CBO Report Says Plan for Medicare Panel Won’t Have Big Effect on Costs
An Obama administration plan to create an independent advisory council to set Medicare payment rates would save just $2 billion over the next 10 years, according to a Congressional Budget Office report released Saturday, the Washington Post reports (Shear, Washington Post, 7/26).
In the report, CBO Director Douglas Elmendorf states that the proposal does not go far enough to guarantee that Medicare costs would decrease, noting that it "does not explicitly direct the council to reduce" Medicare spending, "nor does it establish any target for such reductions." He added that the first savings would be realized in 2016 and amount to $2 billion between 2016 and 2019.

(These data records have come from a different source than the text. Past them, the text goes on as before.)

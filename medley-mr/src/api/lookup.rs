//! Lookup endpoints
//!
//! Thin layer over the resolver: deserialize, delegate, map errors. All
//! semantics live in the resolver and merge engine.

use axum::{extract::State, routing::post, Json, Router};
use serde::{Deserialize, Serialize};
use tracing::info;

use crate::api::ApiResult;
use crate::models::{BookQuery, BookRecord, MovieQuery, MovieRecord, TvQuery, TvRecord};
use crate::resolver::BatchOutcome;
use crate::AppState;

#[derive(Debug, Deserialize)]
pub struct BatchRequest {
    pub items: Vec<BookQuery>,
    pub concurrency: Option<usize>,
}

#[derive(Debug, Serialize)]
pub struct BatchResponse {
    pub results: Vec<BatchOutcome>,
}

/// POST /book/lookup
pub async fn book_lookup(
    State(state): State<AppState>,
    Json(query): Json<BookQuery>,
) -> ApiResult<Json<BookRecord>> {
    info!(title = %query.title, "Book lookup");
    Ok(Json(state.resolver.lookup_book(&query).await?))
}

/// POST /book/batch
pub async fn book_batch(
    State(state): State<AppState>,
    Json(request): Json<BatchRequest>,
) -> ApiResult<Json<BatchResponse>> {
    info!(items = request.items.len(), "Book batch lookup");
    let results = state
        .resolver
        .batch_books(&request.items, request.concurrency)
        .await?;
    Ok(Json(BatchResponse { results }))
}

/// POST /movie/lookup
pub async fn movie_lookup(
    State(state): State<AppState>,
    Json(query): Json<MovieQuery>,
) -> ApiResult<Json<MovieRecord>> {
    info!(title = %query.title, "Movie lookup");
    Ok(Json(state.resolver.lookup_movie(&query).await?))
}

/// POST /tv/lookup
pub async fn tv_lookup(
    State(state): State<AppState>,
    Json(query): Json<TvQuery>,
) -> ApiResult<Json<TvRecord>> {
    info!(title = %query.title, seasons = query.include_seasons, "TV lookup");
    Ok(Json(state.resolver.lookup_tv(&query).await?))
}

pub fn lookup_routes() -> Router<AppState> {
    Router::new()
        .route("/book/lookup", post(book_lookup))
        .route("/book/batch", post(book_batch))
        .route("/movie/lookup", post(movie_lookup))
        .route("/tv/lookup", post(tv_lookup))
}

Elmendorf wrote that because the proposal recommends that the five members of the Medicare panel be doctors or experts in medicine or health policy, "the council could be weighted toward medical providers who might not be inclined to recommend cuts in payments to providers or significant changes to the delivery system."
He noted that the panel could better reduce spending if it were allowed to recommend broad changes in Medicare coverage and benefits, and if Congress could pass across-the-board decreases in Medicare payments if spending-reduction plans were not met.
White House Office of Management and Budget Director Peter Orszag said that the "point of the proposal was never to generate savings over the next decade." Instead, Orszag said, "[T]he goal is to provide a mechanism for improving quality of care for beneficiaries and reducing costs over the long term" (Pear/Zeleny, New York Times, 7/26).